▶ _LISTED RECORDS_
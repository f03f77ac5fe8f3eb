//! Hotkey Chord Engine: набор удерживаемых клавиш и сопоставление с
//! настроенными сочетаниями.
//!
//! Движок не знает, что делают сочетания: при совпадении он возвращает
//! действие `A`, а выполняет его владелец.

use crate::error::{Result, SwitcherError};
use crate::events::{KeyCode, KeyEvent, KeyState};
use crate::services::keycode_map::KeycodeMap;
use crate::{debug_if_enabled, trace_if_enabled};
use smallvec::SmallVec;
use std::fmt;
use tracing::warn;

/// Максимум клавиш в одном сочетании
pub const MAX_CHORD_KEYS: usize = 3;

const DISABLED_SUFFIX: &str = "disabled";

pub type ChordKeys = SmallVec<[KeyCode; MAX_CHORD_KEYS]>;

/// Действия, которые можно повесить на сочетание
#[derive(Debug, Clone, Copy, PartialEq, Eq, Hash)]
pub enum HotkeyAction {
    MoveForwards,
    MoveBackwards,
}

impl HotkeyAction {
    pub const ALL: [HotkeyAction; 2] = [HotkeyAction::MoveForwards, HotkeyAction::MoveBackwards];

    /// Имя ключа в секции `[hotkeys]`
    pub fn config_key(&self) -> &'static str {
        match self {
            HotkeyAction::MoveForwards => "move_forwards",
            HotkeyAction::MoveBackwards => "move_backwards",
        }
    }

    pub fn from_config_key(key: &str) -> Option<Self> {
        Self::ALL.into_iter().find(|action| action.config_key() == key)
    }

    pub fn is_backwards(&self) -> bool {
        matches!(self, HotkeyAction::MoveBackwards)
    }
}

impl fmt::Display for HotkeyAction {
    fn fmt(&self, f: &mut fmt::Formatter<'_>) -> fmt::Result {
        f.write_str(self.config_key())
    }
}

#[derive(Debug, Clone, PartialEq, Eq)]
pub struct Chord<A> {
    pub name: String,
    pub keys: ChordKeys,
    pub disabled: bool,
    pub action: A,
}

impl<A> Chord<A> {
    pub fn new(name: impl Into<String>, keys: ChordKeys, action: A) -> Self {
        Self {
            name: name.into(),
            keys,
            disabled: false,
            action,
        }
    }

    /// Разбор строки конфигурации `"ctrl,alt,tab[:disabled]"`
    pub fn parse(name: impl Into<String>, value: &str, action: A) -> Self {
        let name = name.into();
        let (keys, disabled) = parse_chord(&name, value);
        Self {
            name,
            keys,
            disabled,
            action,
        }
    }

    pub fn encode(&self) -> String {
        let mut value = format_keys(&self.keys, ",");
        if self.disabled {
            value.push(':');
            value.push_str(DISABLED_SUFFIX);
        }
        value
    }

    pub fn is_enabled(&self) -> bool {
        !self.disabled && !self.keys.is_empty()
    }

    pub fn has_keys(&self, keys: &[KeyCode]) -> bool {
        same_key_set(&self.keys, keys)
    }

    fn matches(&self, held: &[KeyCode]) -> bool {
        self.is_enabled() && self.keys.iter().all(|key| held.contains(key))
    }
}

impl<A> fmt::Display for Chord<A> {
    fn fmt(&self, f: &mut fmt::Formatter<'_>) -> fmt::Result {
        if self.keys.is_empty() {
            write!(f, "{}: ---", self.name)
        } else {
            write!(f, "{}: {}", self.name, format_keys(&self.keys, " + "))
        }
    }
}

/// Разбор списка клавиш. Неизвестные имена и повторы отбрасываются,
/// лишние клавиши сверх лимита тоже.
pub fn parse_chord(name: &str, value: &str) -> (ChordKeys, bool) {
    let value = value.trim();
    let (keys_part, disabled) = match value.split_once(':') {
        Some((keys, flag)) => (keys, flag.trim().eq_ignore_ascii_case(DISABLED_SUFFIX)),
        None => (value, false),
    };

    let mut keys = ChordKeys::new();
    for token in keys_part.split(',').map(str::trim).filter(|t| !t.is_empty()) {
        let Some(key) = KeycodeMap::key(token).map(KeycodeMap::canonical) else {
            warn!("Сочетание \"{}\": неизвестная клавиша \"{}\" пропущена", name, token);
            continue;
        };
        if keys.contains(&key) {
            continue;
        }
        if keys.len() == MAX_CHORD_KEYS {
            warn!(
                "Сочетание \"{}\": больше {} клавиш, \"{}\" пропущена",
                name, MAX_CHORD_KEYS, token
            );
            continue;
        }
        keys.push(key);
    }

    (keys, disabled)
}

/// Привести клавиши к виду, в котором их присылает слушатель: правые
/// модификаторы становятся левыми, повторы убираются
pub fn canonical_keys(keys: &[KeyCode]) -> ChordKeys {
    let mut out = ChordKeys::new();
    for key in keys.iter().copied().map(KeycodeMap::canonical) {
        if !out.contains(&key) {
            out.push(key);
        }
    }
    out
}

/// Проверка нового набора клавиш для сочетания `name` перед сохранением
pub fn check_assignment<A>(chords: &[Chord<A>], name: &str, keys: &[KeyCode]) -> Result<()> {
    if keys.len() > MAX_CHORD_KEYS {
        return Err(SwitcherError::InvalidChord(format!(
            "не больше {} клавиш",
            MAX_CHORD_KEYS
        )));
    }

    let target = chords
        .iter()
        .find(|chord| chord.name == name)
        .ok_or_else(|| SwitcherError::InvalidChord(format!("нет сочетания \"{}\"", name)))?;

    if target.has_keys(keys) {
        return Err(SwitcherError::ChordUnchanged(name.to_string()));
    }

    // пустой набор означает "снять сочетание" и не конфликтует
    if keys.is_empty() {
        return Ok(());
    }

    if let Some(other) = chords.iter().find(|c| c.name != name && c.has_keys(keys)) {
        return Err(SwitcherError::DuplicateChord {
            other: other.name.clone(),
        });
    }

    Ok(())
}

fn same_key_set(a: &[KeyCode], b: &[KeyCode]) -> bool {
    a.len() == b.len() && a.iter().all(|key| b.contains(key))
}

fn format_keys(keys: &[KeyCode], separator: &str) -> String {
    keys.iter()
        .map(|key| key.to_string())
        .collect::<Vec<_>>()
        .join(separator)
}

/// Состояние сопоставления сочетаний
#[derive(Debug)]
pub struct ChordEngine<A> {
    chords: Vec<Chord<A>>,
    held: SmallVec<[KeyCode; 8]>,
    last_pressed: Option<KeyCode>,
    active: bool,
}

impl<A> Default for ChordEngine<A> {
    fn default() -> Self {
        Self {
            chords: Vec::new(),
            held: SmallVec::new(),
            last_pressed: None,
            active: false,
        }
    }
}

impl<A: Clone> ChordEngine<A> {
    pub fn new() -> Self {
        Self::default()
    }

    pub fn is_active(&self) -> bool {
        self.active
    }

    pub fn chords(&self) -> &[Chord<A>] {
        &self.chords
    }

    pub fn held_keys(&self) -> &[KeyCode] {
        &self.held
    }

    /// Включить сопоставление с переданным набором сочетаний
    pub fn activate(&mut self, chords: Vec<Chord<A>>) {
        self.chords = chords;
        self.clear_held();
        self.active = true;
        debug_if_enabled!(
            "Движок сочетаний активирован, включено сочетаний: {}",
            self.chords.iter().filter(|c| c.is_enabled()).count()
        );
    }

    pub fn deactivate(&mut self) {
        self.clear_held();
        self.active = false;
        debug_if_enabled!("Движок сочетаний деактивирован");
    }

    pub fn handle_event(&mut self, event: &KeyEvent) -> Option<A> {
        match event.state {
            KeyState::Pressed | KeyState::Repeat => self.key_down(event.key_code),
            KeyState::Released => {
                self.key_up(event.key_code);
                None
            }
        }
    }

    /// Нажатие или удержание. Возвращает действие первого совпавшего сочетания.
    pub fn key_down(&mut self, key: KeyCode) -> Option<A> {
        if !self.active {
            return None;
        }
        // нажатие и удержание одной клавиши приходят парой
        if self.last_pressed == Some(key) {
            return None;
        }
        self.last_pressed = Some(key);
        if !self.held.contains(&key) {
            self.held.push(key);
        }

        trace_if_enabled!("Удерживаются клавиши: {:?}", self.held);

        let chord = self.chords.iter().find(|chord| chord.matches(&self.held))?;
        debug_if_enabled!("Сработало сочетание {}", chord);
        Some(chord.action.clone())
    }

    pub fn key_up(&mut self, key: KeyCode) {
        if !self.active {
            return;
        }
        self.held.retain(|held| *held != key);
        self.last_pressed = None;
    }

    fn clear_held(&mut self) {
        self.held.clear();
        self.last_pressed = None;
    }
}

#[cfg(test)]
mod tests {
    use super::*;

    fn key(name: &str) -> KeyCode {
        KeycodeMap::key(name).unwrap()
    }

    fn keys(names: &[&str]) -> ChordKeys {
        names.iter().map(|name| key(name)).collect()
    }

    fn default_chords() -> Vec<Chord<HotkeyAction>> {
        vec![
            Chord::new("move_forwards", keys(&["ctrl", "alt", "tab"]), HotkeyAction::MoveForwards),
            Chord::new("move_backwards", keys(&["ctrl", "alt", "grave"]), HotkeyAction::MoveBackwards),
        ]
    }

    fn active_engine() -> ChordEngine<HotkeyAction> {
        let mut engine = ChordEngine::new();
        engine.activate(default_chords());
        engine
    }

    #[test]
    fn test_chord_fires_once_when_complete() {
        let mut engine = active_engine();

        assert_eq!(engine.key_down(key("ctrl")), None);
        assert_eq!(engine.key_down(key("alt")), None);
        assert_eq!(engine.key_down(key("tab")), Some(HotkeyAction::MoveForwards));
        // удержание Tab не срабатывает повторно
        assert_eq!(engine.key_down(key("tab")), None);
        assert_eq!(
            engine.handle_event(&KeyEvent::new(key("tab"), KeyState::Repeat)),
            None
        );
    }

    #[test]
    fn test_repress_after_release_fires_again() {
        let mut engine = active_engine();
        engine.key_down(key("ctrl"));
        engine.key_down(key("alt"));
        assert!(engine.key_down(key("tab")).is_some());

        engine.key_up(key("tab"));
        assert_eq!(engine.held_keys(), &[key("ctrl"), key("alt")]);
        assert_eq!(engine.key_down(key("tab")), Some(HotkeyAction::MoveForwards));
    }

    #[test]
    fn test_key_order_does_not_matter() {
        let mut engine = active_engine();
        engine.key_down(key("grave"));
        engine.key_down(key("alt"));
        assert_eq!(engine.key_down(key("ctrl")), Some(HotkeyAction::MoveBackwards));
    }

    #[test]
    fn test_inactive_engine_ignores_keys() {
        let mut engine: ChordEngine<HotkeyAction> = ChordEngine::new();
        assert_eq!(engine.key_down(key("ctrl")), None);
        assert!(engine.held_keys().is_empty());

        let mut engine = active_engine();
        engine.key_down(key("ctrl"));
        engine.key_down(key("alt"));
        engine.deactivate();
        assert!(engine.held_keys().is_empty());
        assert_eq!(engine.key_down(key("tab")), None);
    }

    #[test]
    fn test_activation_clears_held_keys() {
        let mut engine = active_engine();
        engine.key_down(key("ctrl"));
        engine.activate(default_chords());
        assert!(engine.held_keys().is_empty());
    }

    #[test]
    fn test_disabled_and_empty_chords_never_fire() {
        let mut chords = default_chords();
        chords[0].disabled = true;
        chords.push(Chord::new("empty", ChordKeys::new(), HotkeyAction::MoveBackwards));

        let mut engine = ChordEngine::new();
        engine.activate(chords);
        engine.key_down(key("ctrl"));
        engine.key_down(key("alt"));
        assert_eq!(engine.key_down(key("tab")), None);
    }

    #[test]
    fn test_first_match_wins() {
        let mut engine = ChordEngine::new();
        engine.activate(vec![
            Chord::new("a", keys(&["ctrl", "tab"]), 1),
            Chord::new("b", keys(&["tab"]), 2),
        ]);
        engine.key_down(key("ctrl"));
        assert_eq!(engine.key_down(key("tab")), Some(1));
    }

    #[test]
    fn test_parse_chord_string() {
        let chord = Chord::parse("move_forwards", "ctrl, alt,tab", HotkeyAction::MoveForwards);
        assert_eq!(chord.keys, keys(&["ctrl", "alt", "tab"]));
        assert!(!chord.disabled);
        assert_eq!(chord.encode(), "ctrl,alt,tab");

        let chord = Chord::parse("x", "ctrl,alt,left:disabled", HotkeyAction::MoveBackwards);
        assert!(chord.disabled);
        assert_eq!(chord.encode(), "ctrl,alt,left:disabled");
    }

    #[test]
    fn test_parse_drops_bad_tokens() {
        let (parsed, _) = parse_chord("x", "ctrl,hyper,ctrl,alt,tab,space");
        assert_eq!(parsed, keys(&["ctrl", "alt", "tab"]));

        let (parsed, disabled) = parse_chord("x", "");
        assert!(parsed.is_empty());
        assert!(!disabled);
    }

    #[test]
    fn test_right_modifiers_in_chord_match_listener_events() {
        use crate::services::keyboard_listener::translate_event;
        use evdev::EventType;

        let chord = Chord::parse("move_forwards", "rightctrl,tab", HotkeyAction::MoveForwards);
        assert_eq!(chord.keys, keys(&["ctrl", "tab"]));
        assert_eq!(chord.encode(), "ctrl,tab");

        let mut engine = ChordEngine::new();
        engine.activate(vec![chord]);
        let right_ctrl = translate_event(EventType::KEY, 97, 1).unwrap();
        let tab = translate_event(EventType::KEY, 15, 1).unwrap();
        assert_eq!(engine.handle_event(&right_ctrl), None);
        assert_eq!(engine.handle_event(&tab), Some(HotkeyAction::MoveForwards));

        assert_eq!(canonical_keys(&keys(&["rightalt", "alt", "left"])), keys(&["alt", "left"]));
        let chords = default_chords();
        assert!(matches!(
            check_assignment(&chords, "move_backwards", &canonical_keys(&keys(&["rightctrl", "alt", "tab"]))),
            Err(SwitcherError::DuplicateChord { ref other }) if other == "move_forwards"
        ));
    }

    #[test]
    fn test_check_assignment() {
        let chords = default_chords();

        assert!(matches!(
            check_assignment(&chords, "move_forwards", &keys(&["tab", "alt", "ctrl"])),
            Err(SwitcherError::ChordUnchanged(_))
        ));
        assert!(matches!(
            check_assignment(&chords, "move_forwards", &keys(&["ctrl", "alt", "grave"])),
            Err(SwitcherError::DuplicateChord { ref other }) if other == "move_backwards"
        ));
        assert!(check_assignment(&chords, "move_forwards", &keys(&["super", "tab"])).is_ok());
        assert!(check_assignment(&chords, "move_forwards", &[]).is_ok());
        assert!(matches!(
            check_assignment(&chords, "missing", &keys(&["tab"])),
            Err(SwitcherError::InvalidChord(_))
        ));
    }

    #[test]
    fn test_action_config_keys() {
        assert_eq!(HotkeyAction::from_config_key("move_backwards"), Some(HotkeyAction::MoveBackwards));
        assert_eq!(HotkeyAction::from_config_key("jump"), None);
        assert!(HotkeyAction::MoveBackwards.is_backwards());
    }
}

▶ _WHAT YOU NEED TO DO_
Which of the lines above carry the string "value"? Copy every one.

▶ _TASK SOLUTION_
    pub fn parse(name: impl Into<String>, value: &str, action: A) -> Self {
        let (keys, disabled) = parse_chord(&name, value);
        let mut value = format_keys(&self.keys, ",");
            value.push(':');
            value.push_str(DISABLED_SUFFIX);
        value
pub fn parse_chord(name: &str, value: &str) -> (ChordKeys, bool) {
    let value = value.trim();
    let (keys_part, disabled) = match value.split_once(':') {
        None => (value, false),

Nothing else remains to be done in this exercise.